*** Dataset records Section Begins ***

use std::collections::VecDeque;

use serde::{Deserialize, Serialize};

// Rows shown in the default leaderboard view. Stats are always computed
// over the full entry set, never this slice.
pub const DISPLAY_ROWS: usize = 10;

#[derive(Debug, Clone, Copy, Default, PartialEq, Eq, Serialize, Deserialize)]
pub struct SegmentCounts {
    pub morning: u32,
    pub afternoon: u32,
    pub evening: u32,
    pub night: u32,
}

#[derive(Debug, Clone, Copy, Default, PartialEq, Eq, Serialize, Deserialize)]
pub struct GoalTargets {
    pub total: u32,
    pub segments: SegmentCounts,
}

#[derive(Debug, Clone, PartialEq, Eq, Serialize, Deserialize)]
pub struct MissionStage {
    pub label: String,
    pub team_target: u32,
    pub personal_target: u32,
    pub reward_won: u32,
}

#[derive(Debug, Clone, PartialEq, Eq, Serialize, Deserialize)]
pub struct MissionSession {
    pub title: String,
    pub window: String,
    pub stages: [MissionStage; 2],
}

#[derive(Debug, Clone, PartialEq, Eq, Serialize, Deserialize)]
pub struct MissionSchedule {
    pub morning: MissionSession,
    pub afternoon: MissionSession,
}

#[derive(Debug, Clone, PartialEq, Eq, Serialize, Deserialize)]
pub struct RiderEntry {
    pub name: String,
    pub status: String,
    pub completed: u32,
    pub rejected: u32,
    pub dispatch_cancelled: u32,
    pub rider_fault: u32,
    pub segments: SegmentCounts,
}

impl RiderEntry {
    pub fn is_active(&self) -> bool {
        self.status == crate::extract::labels::STATUS_ACTIVE
    }
}

#[derive(Debug, Clone, Default, PartialEq, Eq, Serialize, Deserialize)]
pub struct LeaderboardSnapshot {
    // Full set, sorted descending by `completed` (stable, so ties keep
    // sheet order).
    pub entries: Vec<RiderEntry>,
    // First DISPLAY_ROWS of `entries`, retained for the table view.
    pub display: Vec<RiderEntry>,
}

#[derive(Debug, Clone, Copy, Default, PartialEq, Eq, Serialize, Deserialize)]
pub struct BoardStats {
    pub total_done: u32,
    pub segments: SegmentCounts,
}

#[derive(Debug, Clone, PartialEq, Eq, Serialize, Deserialize)]
pub struct BoardSnapshot {
    pub goals: GoalTargets,
    pub mission: MissionSchedule,
    pub leaderboard: LeaderboardSnapshot,
    pub stats: BoardStats,
    pub updated_at: String,
}

#[derive(Debug, Clone, Copy, PartialEq, Eq)]
pub enum BoardView {
    Top,
    Full,
}

#[derive(Debug, Clone)]
pub enum Delta {
    // Wholesale replacement; readers never see a half-updated board.
    SetBoard(Box<BoardSnapshot>),
    Log(String),
}

#[derive(Debug, Clone)]
pub enum ProviderCommand {
    Refresh,
}

#[derive(Debug, Clone)]
pub struct AppState {
    pub board: Option<BoardSnapshot>,
    pub view: BoardView,
    pub scroll: u16,
    pub logs: VecDeque<String>,
    pub help_overlay: bool,
}

impl Default for AppState {
    fn default() -> Self {
        Self::new()
    }
}

impl AppState {
    pub fn new() -> Self {
        Self {
            board: None,
            view: BoardView::Top,
            scroll: 0,
            logs: VecDeque::with_capacity(200),
            help_overlay: false,
        }
    }

    pub fn visible_riders(&self) -> &[RiderEntry] {
        let Some(board) = &self.board else {
            return &[];
        };
        match self.view {
            BoardView::Top => &board.leaderboard.display,
            BoardView::Full => &board.leaderboard.entries,
        }
    }

    pub fn toggle_view(&mut self) {
        self.view = match self.view {
            BoardView::Top => BoardView::Full,
            BoardView::Full => BoardView::Top,
        };
        self.scroll = 0;
    }

    pub fn scroll_down(&mut self) {
        let total = self.visible_riders().len();
        if total == 0 {
            self.scroll = 0;
            return;
        }
        let max_scroll = (total - 1).min(u16::MAX as usize) as u16;
        if self.scroll < max_scroll {
            self.scroll += 1;
        }
    }

    pub fn scroll_up(&mut self) {
        self.scroll = self.scroll.saturating_sub(1);
    }

    pub fn clamp_scroll(&mut self) {
        let total = self.visible_riders().len();
        if total == 0 {
            self.scroll = 0;
        } else {
            self.scroll = self.scroll.min((total - 1).min(u16::MAX as usize) as u16);
        }
    }

    pub fn push_log(&mut self, msg: impl Into<String>) {
        const MAX_LOGS: usize = 200;
        self.logs.push_back(msg.into());
        while self.logs.len() > MAX_LOGS {
            self.logs.pop_front();
        }
    }
}

pub fn apply_delta(state: &mut AppState, delta: Delta) {
    match delta {
        Delta::SetBoard(board) => {
            state.board = Some(*board);
            state.clamp_scroll();
        }
        Delta::Log(msg) => state.push_log(msg),
    }
}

*** Dataset records Section Ends ***

Prompt: Nothing in the entries should be skipped. Output them all exactly.

Reply:
use std::collections::VecDeque;

use serde::{Deserialize, Serialize};

// Rows shown in the default leaderboard view. Stats are always computed
// over the full entry set, never this slice.
pub const DISPLAY_ROWS: usize = 10;

#[derive(Debug, Clone, Copy, Default, PartialEq, Eq, Serialize, Deserialize)]
pub struct SegmentCounts {
    pub morning: u32,
    pub afternoon: u32,
    pub evening: u32,
    pub night: u32,
}

#[derive(Debug, Clone, Copy, Default, PartialEq, Eq, Serialize, Deserialize)]
pub struct GoalTargets {
    pub total: u32,
    pub segments: SegmentCounts,
}

#[derive(Debug, Clone, PartialEq, Eq, Serialize, Deserialize)]
pub struct MissionStage {
    pub label: String,
    pub team_target: u32,
    pub personal_target: u32,
    pub reward_won: u32,
}

#[derive(Debug, Clone, PartialEq, Eq, Serialize, Deserialize)]
pub struct MissionSession {
    pub title: String,
    pub window: String,
    pub stages: [MissionStage; 2],
}

#[derive(Debug, Clone, PartialEq, Eq, Serialize, Deserialize)]
pub struct MissionSchedule {
    pub morning: MissionSession,
    pub afternoon: MissionSession,
}

#[derive(Debug, Clone, PartialEq, Eq, Serialize, Deserialize)]
pub struct RiderEntry {
    pub name: String,
    pub status: String,
    pub completed: u32,
    pub rejected: u32,
    pub dispatch_cancelled: u32,
    pub rider_fault: u32,
    pub segments: SegmentCounts,
}

impl RiderEntry {
    pub fn is_active(&self) -> bool {
        self.status == crate::extract::labels::STATUS_ACTIVE
    }
}

#[derive(Debug, Clone, Default, PartialEq, Eq, Serialize, Deserialize)]
pub struct LeaderboardSnapshot {
    // Full set, sorted descending by `completed` (stable, so ties keep
    // sheet order).
    pub entries: Vec<RiderEntry>,
    // First DISPLAY_ROWS of `entries`, retained for the table view.
    pub display: Vec<RiderEntry>,
}

#[derive(Debug, Clone, Copy, Default, PartialEq, Eq, Serialize, Deserialize)]
pub struct BoardStats {
    pub total_done: u32,
    pub segments: SegmentCounts,
}

#[derive(Debug, Clone, PartialEq, Eq, Serialize, Deserialize)]
pub struct BoardSnapshot {
    pub goals: GoalTargets,
    pub mission: MissionSchedule,
    pub leaderboard: LeaderboardSnapshot,
    pub stats: BoardStats,
    pub updated_at: String,
}

#[derive(Debug, Clone, Copy, PartialEq, Eq)]
pub enum BoardView {
    Top,
    Full,
}

#[derive(Debug, Clone)]
pub enum Delta {
    // Wholesale replacement; readers never see a half-updated board.
    SetBoard(Box<BoardSnapshot>),
    Log(String),
}

#[derive(Debug, Clone)]
pub enum ProviderCommand {
    Refresh,
}

#[derive(Debug, Clone)]
pub struct AppState {
    pub board: Option<BoardSnapshot>,
    pub view: BoardView,
    pub scroll: u16,
    pub logs: VecDeque<String>,
    pub help_overlay: bool,
}

impl Default for AppState {
    fn default() -> Self {
        Self::new()
    }
}

impl AppState {
    pub fn new() -> Self {
        Self {
            board: None,
            view: BoardView::Top,
            scroll: 0,
            logs: VecDeque::with_capacity(200),
            help_overlay: false,
        }
    }

    pub fn visible_riders(&self) -> &[RiderEntry] {
        let Some(board) = &self.board else {
            return &[];
        };
        match self.view {
            BoardView::Top => &board.leaderboard.display,
            BoardView::Full => &board.leaderboard.entries,
        }
    }

    pub fn toggle_view(&mut self) {
        self.view = match self.view {
            BoardView::Top => BoardView::Full,
            BoardView::Full => BoardView::Top,
        };
        self.scroll = 0;
    }

    pub fn scroll_down(&mut self) {
        let total = self.visible_riders().len();
        if total == 0 {
            self.scroll = 0;
            return;
        }
        let max_scroll = (total - 1).min(u16::MAX as usize) as u16;
        if self.scroll < max_scroll {
            self.scroll += 1;
        }
    }

    pub fn scroll_up(&mut self) {
        self.scroll = self.scroll.saturating_sub(1);
    }

    pub fn clamp_scroll(&mut self) {
        let total = self.visible_riders().len();
        if total == 0 {
            self.scroll = 0;
        } else {
            self.scroll = self.scroll.min((total - 1).min(u16::MAX as usize) as u16);
        }
    }

    pub fn push_log(&mut self, msg: impl Into<String>) {
        const MAX_LOGS: usize = 200;
        self.logs.push_back(msg.into());
        while self.logs.len() > MAX_LOGS {
            self.logs.pop_front();
        }
    }
}

pub fn apply_delta(state: &mut AppState, delta: Delta) {
    match delta {
        Delta::SetBoard(board) => {
            state.board = Some(*board);
            state.clamp_scroll();
        }
        Delta::Log(msg) => state.push_log(msg),
    }
}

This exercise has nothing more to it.